*WHAT YOU NEED TO DO*. The response must consist of every line of the listing, reproduced verbatim.

*RECORDS SHOWN*.
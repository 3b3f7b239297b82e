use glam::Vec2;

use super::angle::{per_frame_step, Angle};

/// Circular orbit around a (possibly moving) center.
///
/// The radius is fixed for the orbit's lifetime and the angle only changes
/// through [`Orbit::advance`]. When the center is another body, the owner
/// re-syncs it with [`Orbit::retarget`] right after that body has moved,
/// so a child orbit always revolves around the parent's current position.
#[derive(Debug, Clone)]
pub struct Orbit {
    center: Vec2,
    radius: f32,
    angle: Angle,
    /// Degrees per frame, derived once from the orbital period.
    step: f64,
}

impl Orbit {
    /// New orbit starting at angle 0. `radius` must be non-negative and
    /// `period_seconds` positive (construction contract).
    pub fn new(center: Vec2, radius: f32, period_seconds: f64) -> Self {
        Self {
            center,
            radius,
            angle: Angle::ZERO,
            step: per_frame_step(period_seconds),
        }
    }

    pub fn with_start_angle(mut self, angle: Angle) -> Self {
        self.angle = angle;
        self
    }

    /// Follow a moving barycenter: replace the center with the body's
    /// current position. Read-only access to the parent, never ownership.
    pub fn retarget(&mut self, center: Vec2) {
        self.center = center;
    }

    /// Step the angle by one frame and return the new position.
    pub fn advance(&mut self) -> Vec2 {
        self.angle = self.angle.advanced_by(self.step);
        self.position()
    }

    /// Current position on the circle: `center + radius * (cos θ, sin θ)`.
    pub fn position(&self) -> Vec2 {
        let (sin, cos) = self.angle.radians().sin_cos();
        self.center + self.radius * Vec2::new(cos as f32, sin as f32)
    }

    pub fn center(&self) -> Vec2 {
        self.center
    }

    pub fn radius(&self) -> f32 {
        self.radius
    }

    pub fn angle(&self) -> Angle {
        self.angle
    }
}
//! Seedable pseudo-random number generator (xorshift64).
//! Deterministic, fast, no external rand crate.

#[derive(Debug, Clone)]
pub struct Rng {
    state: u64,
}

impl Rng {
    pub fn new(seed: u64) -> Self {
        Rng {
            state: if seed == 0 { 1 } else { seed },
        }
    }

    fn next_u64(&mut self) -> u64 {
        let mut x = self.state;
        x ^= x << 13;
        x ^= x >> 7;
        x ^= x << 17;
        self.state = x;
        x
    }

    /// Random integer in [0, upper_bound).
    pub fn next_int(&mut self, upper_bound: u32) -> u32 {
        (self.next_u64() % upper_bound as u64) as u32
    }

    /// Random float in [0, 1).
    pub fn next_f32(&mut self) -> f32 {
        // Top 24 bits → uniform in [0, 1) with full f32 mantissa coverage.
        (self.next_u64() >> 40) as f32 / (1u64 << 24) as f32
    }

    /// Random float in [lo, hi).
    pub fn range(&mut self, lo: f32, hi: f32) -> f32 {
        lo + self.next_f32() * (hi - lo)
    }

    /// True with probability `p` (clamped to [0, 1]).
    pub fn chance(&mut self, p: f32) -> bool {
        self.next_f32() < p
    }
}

*OUTPUT FOR THIS TASK*.
repository 3b3f7b239297b82e
use glam::Vec2;

use super::angle::{per_frame_step, Angle};

/// Circular orbit around a (possibly moving) center.
///
/// The radius is fixed for the orbit's lifetime and the angle only changes
/// through [`Orbit::advance`]. When the center is another body, the owner
/// re-syncs it with [`Orbit::retarget`] right after that body has moved,
/// so a child orbit always revolves around the parent's current position.
#[derive(Debug, Clone)]
pub struct Orbit {
    center: Vec2,
    radius: f32,
    angle: Angle,
    /// Degrees per frame, derived once from the orbital period.
    step: f64,
}

impl Orbit {
    /// New orbit starting at angle 0. `radius` must be non-negative and
    /// `period_seconds` positive (construction contract).
    pub fn new(center: Vec2, radius: f32, period_seconds: f64) -> Self {
        Self {
            center,
            radius,
            angle: Angle::ZERO,
            step: per_frame_step(period_seconds),
        }
    }

    pub fn with_start_angle(mut self, angle: Angle) -> Self {
        self.angle = angle;
        self
    }

    /// Follow a moving barycenter: replace the center with the body's
    /// current position. Read-only access to the parent, never ownership.
    pub fn retarget(&mut self, center: Vec2) {
        self.center = center;
    }

    /// Step the angle by one frame and return the new position.
    pub fn advance(&mut self) -> Vec2 {
        self.angle = self.angle.advanced_by(self.step);
        self.position()
    }

    /// Current position on the circle: `center + radius * (cos θ, sin θ)`.
    pub fn position(&self) -> Vec2 {
        let (sin, cos) = self.angle.radians().sin_cos();
        self.center + self.radius * Vec2::new(cos as f32, sin as f32)
    }

    pub fn center(&self) -> Vec2 {
        self.center
    }

    pub fn radius(&self) -> f32 {
        self.radius
    }

    pub fn angle(&self) -> Angle {
        self.angle
    }
}
//! Seedable pseudo-random number generator (xorshift64).
//! Deterministic, fast, no external rand crate.

#[derive(Debug, Clone)]
pub struct Rng {
    state: u64,
}

impl Rng {
    pub fn new(seed: u64) -> Self {
        Rng {
            state: if seed == 0 { 1 } else { seed },
        }
    }

    fn next_u64(&mut self) -> u64 {
        let mut x = self.state;
        x ^= x << 13;
        x ^= x >> 7;
        x ^= x << 17;
        self.state = x;
        x
    }

    /// Random integer in [0, upper_bound).
    pub fn next_int(&mut self, upper_bound: u32) -> u32 {
        (self.next_u64() % upper_bound as u64) as u32
    }

    /// Random float in [0, 1).
    pub fn next_f32(&mut self) -> f32 {
        // Top 24 bits → uniform in [0, 1) with full f32 mantissa coverage.
        (self.next_u64() >> 40) as f32 / (1u64 << 24) as f32
    }

    /// Random float in [lo, hi).
    pub fn range(&mut self, lo: f32, hi: f32) -> f32 {
        lo + self.next_f32() * (hi - lo)
    }

    /// True with probability `p` (clamped to [0, 1]).
    pub fn chance(&mut self, p: f32) -> bool {
        self.next_f32() < p
    }
}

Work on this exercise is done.